安田 喜憲(国際日本文化研究センター教授)

2010年4月号公開

 ―小誌二月号でも紹介したとおり、日本の貴重な水源林に外資が食指を伸ばしています。

 安田 各地で買収の動きは次々に報告されている。特に水事情が厳しい近隣の中国の動きが活発であり、紀伊半島など日本列島の各地を調査した中国人視察団の動きもある。三重県や長野県での買収話は紹介されているとおりだが、首都圏近郊でも、埼玉県の山林地域に一山全部の買収話が海外からきたり、山梨県でも立木ではなく山そのものを目的とした買収案件があったと聞く。このほか北海道の道東地区や青森県の三八上北地区、九州の阿蘇など外資による山林売買の噂は後を絶たない。まさに市場原理主義の中で、グローバル資本が投機の対象として日本の水源林を買い占めに来ている状況だ。

 ―かけがえのない国土が侵食されていることへの危機感が全くない。

 安田 果たして自分の国土を大事だという意識がどこまであるのか疑問だ。

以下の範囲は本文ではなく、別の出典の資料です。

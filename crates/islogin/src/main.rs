#![forbid(unsafe_code)]

//! islogin CLI: verify island.is login tokens from the command line.

use std::io::Read;
use std::path::PathBuf;
use std::process;

use chrono::{DateTime, Utc};
use clap::{ArgAction, Parser, Subcommand};
use islogin::{Error, TrustAnchorSource, Verifier, VerifierConfig};
use serde::Serialize;
use tracing_subscriber::EnvFilter;

#[derive(Parser)]
#[command(
    name = "islogin",
    about = "Verify island.is electronic ID login tokens",
    version
)]
struct Cli {
    /// More log output on stderr (-v info, -vv debug, -vvv trace)
    #[arg(short, long, action = ArgAction::Count, global = true)]
    verbose: u8,

    #[command(subcommand)]
    command: Commands,
}

#[derive(Subcommand)]
enum Commands {
    /// Verify a base64 login token and print its identity as JSON
    Verify {
        /// Token file (default: stdin)
        token: Option<PathBuf>,

        /// JSON configuration file
        #[arg(short, long, env = "ISLOGIN_CONFIG")]
        config: Option<PathBuf>,

        /// Expected audience, overrides the configuration
        #[arg(short, long, env = "ISLOGIN_AUDIENCE")]
        audience: Option<String>,

        /// Trust anchor PEM file, overrides the configuration
        #[arg(long)]
        anchor: Option<PathBuf>,

        /// Verify as of this RFC 3339 time instead of now
        #[arg(long)]
        at: Option<DateTime<Utc>>,

        /// Do not check NotBefore/NotOnOrAfter (testing only)
        #[arg(long = "no-verify-dates")]
        no_verify_dates: bool,

        /// Pretty-print the JSON output
        #[arg(long)]
        pretty: bool,
    },

    /// Show the configured trust anchors
    Anchors {
        /// JSON configuration file
        #[arg(short, long, env = "ISLOGIN_CONFIG")]
        config: Option<PathBuf>,

        /// Trust anchor PEM file, overrides the configuration
        #[arg(long)]
        anchor: Option<PathBuf>,
    },

    /// List supported algorithms
    Info,
}

/// Printed on stdout when a token is rejected.
#[derive(Serialize)]
struct Rejection {
    kind: islogin::ErrorKind,
    reason: String,
}

fn main() {
    let cli = Cli::parse();
    init_logging(cli.verbose);

    let result = match cli.command {
        Commands::Verify {
            token,
            config,
            audience,
            anchor,
            at,
            no_verify_dates,
            pretty,
        } => cmd_verify(token, config, audience, anchor, at, no_verify_dates, pretty),

        Commands::Anchors { config, anchor } => cmd_anchors(config, anchor),

        Commands::Info => cmd_info(),
    };

    if let Err(e) = result {
        eprintln!("Error: {e}");
        process::exit(2);
    }
}

fn init_logging(verbose: u8) {
    let filter = match verbose {
        0 => EnvFilter::try_from_default_env().unwrap_or_else(|_| EnvFilter::new("warn")),
        1 => EnvFilter::new("info"),
        2 => EnvFilter::new("debug"),
        _ => EnvFilter::new("trace"),
    };
    tracing_subscriber::fmt()
        .with_env_filter(filter)
        .with_target(false)
        .with_writer(std::io::stderr)
        .init();
}

fn cmd_verify(
    token: Option<PathBuf>,
    config: Option<PathBuf>,
    audience: Option<String>,
    anchor: Option<PathBuf>,
    at: Option<DateTime<Utc>>,
    no_verify_dates: bool,
    pretty: bool,
) -> Result<(), Error> {
    let mut config = load_config(config, anchor)?;
    if audience.is_some() {
        config.expected_audience = audience;
    }
    if no_verify_dates {
        config.enforce_temporal_window = false;
    }
    let verifier = Verifier::new(config)?;
    let token = read_token(token)?;

    let result = match at {
        Some(now) => verifier.verify_at(&token, now),
        None => verifier.verify(&token),
    };
    match result {
        Ok(identity) => {
            print_json(&identity, pretty)?;
            Ok(())
        }
        Err(e @ Error::Configuration(_)) => Err(e),
        Err(e) => {
            print_json(
                &Rejection {
                    kind: e.kind(),
                    reason: e.reason(),
                },
                pretty,
            )?;
            process::exit(1);
        }
    }
}

fn cmd_anchors(config: Option<PathBuf>, anchor: Option<PathBuf>) -> Result<(), Error> {
    let config = load_config(config, anchor)?;
    let store = config.trust_anchor.load()?;
    for anchor in store.anchors() {
        let cert = anchor.certificate();
        println!("Subject:    {}", cert.subject());
        println!("Issuer:     {}", cert.issuer());
        println!("Valid from: {}", cert.not_before());
        println!("Valid to:   {}", cert.not_after());
        if let Ok(Some(ski)) = cert.subject_key_identifier() {
            println!("Key ID:     {}", hex(&ski));
        }
        println!();
    }
    Ok(())
}

fn cmd_info() -> Result<(), Error> {
    println!("islogin {}", env!("CARGO_PKG_VERSION"));
    println!();
    println!("Supported canonicalization:");
    println!("  C14N 1.0 (±comments)");
    println!("  Exclusive C14N 1.0 (±comments)");
    println!();
    println!("Supported transforms:");
    println!("  Enveloped signature, canonicalization");
    println!();
    println!("Supported digest algorithms:");
    println!("  SHA-1, SHA-256, SHA-384, SHA-512");
    println!();
    println!("Supported signature algorithms:");
    println!("  RSA PKCS#1 v1.5 (SHA-1, SHA-256, SHA-384, SHA-512)");
    println!("  ECDSA P-256 (SHA-1, SHA-256, SHA-384, SHA-512)");
    println!("  ECDSA P-384 (SHA-256, SHA-384, SHA-512)");
    Ok(())
}

// ── Utility functions ────────────────────────────────────────────────

fn load_config(path: Option<PathBuf>, anchor: Option<PathBuf>) -> Result<VerifierConfig, Error> {
    let mut config = match path {
        Some(path) => VerifierConfig::from_json_file(path)?,
        None => VerifierConfig::default(),
    };
    if let Some(anchor) = anchor {
        config.trust_anchor = TrustAnchorSource::PemFile(anchor);
    }
    Ok(config)
}

fn read_token(path: Option<PathBuf>) -> Result<String, Error> {
    match path {
        Some(path) if path.as_os_str() != "-" => std::fs::read_to_string(&path)
            .map_err(|e| Error::Configuration(format!("{}: {e}", path.display()))),
        _ => {
            let mut token = String::new();
            std::io::stdin()
                .read_to_string(&mut token)
                .map_err(|e| Error::Configuration(format!("stdin: {e}")))?;
            Ok(token)
        }
    }
}

fn print_json<T: Serialize>(value: &T, pretty: bool) -> Result<(), Error> {
    let json = if pretty {
        serde_json::to_string_pretty(value)
    } else {
        serde_json::to_string(value)
    }
    .map_err(|e| Error::Configuration(format!("cannot serialize output: {e}")))?;
    println!("{json}");
    Ok(())
}

fn hex(bytes: &[u8]) -> String {
    bytes
        .iter()
        .map(|b| format!("{b:02X}"))
        .collect::<Vec<_>>()
        .join(":")
}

日本の森林売買の危機を語るとき、日本国内でも「ニューヨークの摩天楼を買っているのと同じではないか、何が悪いんだ」という意見まで出ている。水源林を売るということは日本に暮らす者の生命の基本を売っているのと同じということを全く理解していない。私は今の時代は、明治維新、第二次大戦敗戦に続く、日本の漂流「第三の危機」だと指摘している。市場原理主義の中で浮き彫りになった第三の危機は、生命の根源たる森林が侵食されている点において、過去の危機よりも深刻だ。森は神話時代からずっと日本人が守ってきたもので、それなくして森の環境国家たる日本の存続はない。外資による森林売買も、文明史の中で位置付けて初めてその深刻さが理解できる。日本の有識者でさえ森林買収の事実を知らない。それが今の日本の漂流の姿だ。

 ―これに対し、国や行政は何をしていたのでしょうか。

 安田 戦後間もなくは森林資源が非常に高値で売れ、金が儲かったことから、国は林野庁を独立採算にしてしまった。森林を何平米いくら、というように経済価値のみで捉えるようになってから、林野行政がおかしくなった。行政の罪深さは、戦後一貫してコメも農地も守ってきたのに、林野は全く守らなかったことだ。本当に農地を守るなら、水源である林野こそ守らなければならない。

 ―水源林保護のために喫緊の課題は何ですか。

 安田 林野をしっかり守る「林野法」のような法制度をまず整備して水源林は外国人には売れないと堂々と宣言し、むやみに外国人が林野を買えない法律を作る以外にない。また水源林を守るということが日本の国家百年の大計だという認識から、水源林の公有化などへ国民の税金を使うべきだ。

 ―そのためには広く国民への啓蒙活動が必要ですね。

 安田 国民の合意がなければ林野に特別の保護を与えるなど無理だ。また自由に林野を売れない法律ができたならば森林所有者も不満だろう。また逆に林野だけを保護すれば、他の土地所有者の反発もあろう。その意味でも生命や文化、伝統の源である森の重要性を周知させる国民運動が必要だ。今は資源争奪戦争の時代だ。水はタダだと思っている平和ボケの日本人が多いが、日本の水資源も間違いなく各国の標的となりうる。今すぐ行動を起こさなければ、手遅れになってしまう。